Round and Round the Garden

Malvern Theatres

****

AN overgrown bouncy housedog is how Alan Ayckbourn portrays Norman, the pivotal character in his play Round and Round the Garden which forms part of his Norman Conquests trilogy.

Jumping up at each of the women in turn, Annie, Sarah and Ruth (his long-suffering wife), he provides charm, humour, emotional extravagance, colour and wild immoral behaviour which leaves each of them exasperated with him and yet tolerant.

The action of the play takes place in the neat garden of a detached country house over a weekend. Annie, Ruth and Reg are siblings, but Annie who is single is the one who cares for their ageing mother who lives upstairs. Reg and Sarah arrive to give her relief for a couple of nights when she intends to go away, mooching on her own, possibly to be joined by Tom for a dirty weekend, or even by Norman for a couple of nights off-piste in East Grinstead.

However plans for departure are overtaken and they end up having a drink-soaked evening in which Norman gets significantly drunk. The weekend unfolds in an unexpected way therefore, until it is time to leave on the Monday.

Here is Ayckbourn’s brilliant wit bringing colourful characters together who are in a way rather lost in their morally liberalised world of the 70s and 80s, The men in particular are rather eccentric: Tom is emotionally illiterate almost to the point of autism; Reg is very talkative, technical and hen-pecked; Norman engagingly and incorrigibly irresponsible in his deceptions and flirtations.

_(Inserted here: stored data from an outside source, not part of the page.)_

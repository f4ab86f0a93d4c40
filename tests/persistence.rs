use hr_tests::{migrated, new_employee};
use platform_db::DatabaseSettings;
use products_hr::{
    process::{self, ONBOARDING_CHECKLIST},
    repo::employees,
    views::Snapshot,
};

#[tokio::test]
async fn rows_survive_reopening_a_file_store() {
    let dir = tempfile::tempdir().unwrap();
    let url = format!("sqlite://{}?mode=rwc", dir.path().join("hr.db").display());
    let settings = DatabaseSettings::new(url);

    let added = {
        let db = migrated(&settings).await;
        let added = employees::add(&db, new_employee("Durable Person"))
            .await
            .unwrap();
        db.close().await.unwrap();
        added
    };

    let reopened = migrated(&settings).await;
    assert_eq!(employees::all(&reopened).await.unwrap(), vec![added]);
}

#[tokio::test(flavor = "multi_thread", worker_threads = 2)]
async fn snapshots_never_see_half_an_initiation() {
    let dir = tempfile::tempdir().unwrap();
    let url = format!("sqlite://{}?mode=rwc", dir.path().join("hr.db").display());
    let db = migrated(&DatabaseSettings::new(url)).await;

    let mut ids = Vec::new();
    for i in 0..5 {
        let added = employees::add(&db, new_employee(&format!("New Hire {i}")))
            .await
            .unwrap();
        ids.push(added.id);
    }

    let writer = {
        let db = db.clone();
        tokio::spawn(async move {
            for id in ids {
                process::initiate_onboarding(&db, id).await.unwrap();
            }
        })
    };

    while !writer.is_finished() {
        let snapshot = Snapshot::load(&db).await.unwrap();
        assert_eq!(
            snapshot.tasks.len(),
            snapshot.onboardings.len() * ONBOARDING_CHECKLIST.len()
        );
    }
    writer.await.unwrap();

    let snapshot = Snapshot::load(&db).await.unwrap();
    assert_eq!(snapshot.onboardings.len(), 5);
    assert_eq!(snapshot.tasks.len(), 5 * ONBOARDING_CHECKLIST.len());
}
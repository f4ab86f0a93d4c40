use entity::{SCHEMA_VERSION, performance_record};
use sea_orm::{
    ActiveModelTrait, ActiveValue::Set, ColumnTrait, ConnectionTrait, EntityTrait, IntoActiveModel,
    QueryFilter, QueryOrder,
};

use super::{MAX_COMMENT_LEN, employees, now, optional_text, required_text};
use crate::error::{HrError, HrResult};

pub const MIN_REVIEW_YEAR: i32 = 2000;
pub const MAX_REVIEW_YEAR: i32 = 2100;

#[derive(Clone, Debug)]
pub struct NewPerformanceRecord {
    pub employee_id: i32,
    pub year: i32,
    pub assigned_reviewer: String,
    pub comments: Option<String>,
}

pub(crate) fn check_year(year: i32) -> HrResult<i32> {
    if (MIN_REVIEW_YEAR..=MAX_REVIEW_YEAR).contains(&year) {
        Ok(year)
    } else {
        Err(HrError::validation(format!(
            "review year must be between {MIN_REVIEW_YEAR} and {MAX_REVIEW_YEAR}"
        )))
    }
}

pub async fn all<C>(db: &C) -> HrResult<Vec<performance_record::Model>>
where
    C: ConnectionTrait,
{
    Ok(performance_record::Entity::find()
        .order_by_asc(performance_record::Column::Id)
        .all(db)
        .await?)
}

pub async fn by_id<C>(db: &C, id: i32) -> HrResult<Option<performance_record::Model>>
where
    C: ConnectionTrait,
{
    Ok(performance_record::Entity::find_by_id(id).one(db).await?)
}

/// Every review cycle of one employee, oldest year first.
pub async fn by_employee<C>(db: &C, employee_id: i32) -> HrResult<Vec<performance_record::Model>>
where
    C: ConnectionTrait,
{
    Ok(performance_record::Entity::find()
        .filter(performance_record::Column::EmployeeId.eq(employee_id))
        .order_by_asc(performance_record::Column::Year)
        .all(db)
        .await?)
}

pub async fn by_employee_and_year<C>(
    db: &C,
    employee_id: i32,
    year: i32,
) -> HrResult<Option<performance_record::Model>>
where
    C: ConnectionTrait,
{
    Ok(performance_record::Entity::find()
        .filter(performance_record::Column::EmployeeId.eq(employee_id))
        .filter(performance_record::Column::Year.eq(year))
        .one(db)
        .await?)
}

pub async fn add<C>(db: &C, input: NewPerformanceRecord) -> HrResult<performance_record::Model>
where
    C: ConnectionTrait,
{
    employees::require(db, input.employee_id).await?;
    Ok(performance_record::ActiveModel {
        employee_id: Set(input.employee_id),
        year: Set(check_year(input.year)?),
        assigned_reviewer: Set(required_text("reviewer", &input.assigned_reviewer)?),
        initiated_at: Set(now()),
        comments: Set(optional_text("comments", input.comments, MAX_COMMENT_LEN)?),
        schema_version: Set(SCHEMA_VERSION),
        ..Default::default()
    }
    .insert(db)
    .await?)
}

/// Edits reviewer and comments; employee and year are the record's key.
pub async fn update<C>(
    db: &C,
    record: performance_record::Model,
) -> HrResult<Option<performance_record::Model>>
where
    C: ConnectionTrait,
{
    let Some(existing) = by_id(db, record.id).await? else {
        return Ok(None);
    };
    let mut active = existing.into_active_model();
    active.assigned_reviewer = Set(required_text("reviewer", &record.assigned_reviewer)?);
    active.comments = Set(optional_text("comments", record.comments, MAX_COMMENT_LEN)?);
    Ok(Some(active.update(db).await?))
}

Ayckbourn’s humour derives from the mixture of characters and the witty dialogue at which he is so clever, and his skilful use of repetition and echo. Simple devices like the unfolding of a deckchair become funny when repeated to underline the comic eccentricities of character.

The show is brought to humorous life by a talented cast from producers Talking Scarlet. Philip Stewart holds the attention with his mischievous portrayal of Norman, but the effect would not be successful without the balance and contrasts provided by his matter-or-fact, somewhat cynical yet tolerant wife Ruth; by Reg’s joviality and preoccupation with endless and meaningless details of cartography and fusewire etc; and by Tom’s totally contrasting inability to understand and manage relationships with women.

Ben Roddy plays Tom with a wonderfully straight face and tone of voice. When he completely misunderstands Ruth’s irony in Act Two and assaults her on the lawn, the audience convulsed with laughter. Jo Castleton brilliantly portrayed the anguish of one who was longing for affection, yet despairing at Tom’s inability to communicate it.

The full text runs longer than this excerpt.